// src/lib.rs

//! # Tangled Crypto
//!
//! Cryptographic primitives for the tangled ledger protocol.
//!
//! - **Hashing**: SHA-256, used for message identity and proof-of-work
//! - **Keys & signatures**: ECDSA over secp256k1
//! - **Addresses**: base58-encoded compressed public keys with a `T` prefix
//! - **Proof of work**: adaptive-difficulty nonce search
//!
//! ## Example
//!
//! ```rust
//! use tangled_crypto::{address, keys};
//!
//! let keypair = keys::generate_keypair();
//! let addr = address::address_from_public_key(&keypair.public_key);
//! assert!(addr.starts_with('T'));
//!
//! let data = b"a signed message";
//! let signature = keys::sign(data, &keypair).unwrap();
//! assert!(keys::verify(data, &signature, &keypair.public_key).unwrap());
//! ```

#![warn(missing_docs)]
#![warn(clippy::all)]
#![deny(unsafe_code)]

pub mod address;
pub mod errors;
pub mod hash;
pub mod keys;
pub mod pow;

pub use crate::address::address_from_public_key;
pub use crate::errors::{CryptoError, Result};
pub use crate::keys::KeyPair;

/// Standard hash output size (32 bytes / 256 bits)
pub const HASH_SIZE: usize = 32;

#[cfg(test)]
mod tests {
    use super::*;

    #[test]
    fn test_constants() {
        assert_eq!(HASH_SIZE, 32);
    }
}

:::::

_Exercise description:_ Every record must be set down again exactly.

_Your response:_
// src/lib.rs

//! # Tangled Crypto
//!
//! Cryptographic primitives for the tangled ledger protocol.
//!
//! - **Hashing**: SHA-256, used for message identity and proof-of-work
//! - **Keys & signatures**: ECDSA over secp256k1
//! - **Addresses**: base58-encoded compressed public keys with a `T` prefix
//! - **Proof of work**: adaptive-difficulty nonce search
//!
//! ## Example
//!
//! ```rust
//! use tangled_crypto::{address, keys};
//!
//! let keypair = keys::generate_keypair();
//! let addr = address::address_from_public_key(&keypair.public_key);
//! assert!(addr.starts_with('T'));
//!
//! let data = b"a signed message";
//! let signature = keys::sign(data, &keypair).unwrap();
//! assert!(keys::verify(data, &signature, &keypair.public_key).unwrap());
//! ```

#![warn(missing_docs)]
#![warn(clippy::all)]
#![deny(unsafe_code)]

pub mod address;
pub mod errors;
pub mod hash;
pub mod keys;
pub mod pow;

pub use crate::address::address_from_public_key;
pub use crate::errors::{CryptoError, Result};
pub use crate::keys::KeyPair;

/// Standard hash output size (32 bytes / 256 bits)
pub const HASH_SIZE: usize = 32;

#[cfg(test)]
mod tests {
    use super::*;

    #[test]
    fn test_constants() {
        assert_eq!(HASH_SIZE, 32);
    }
}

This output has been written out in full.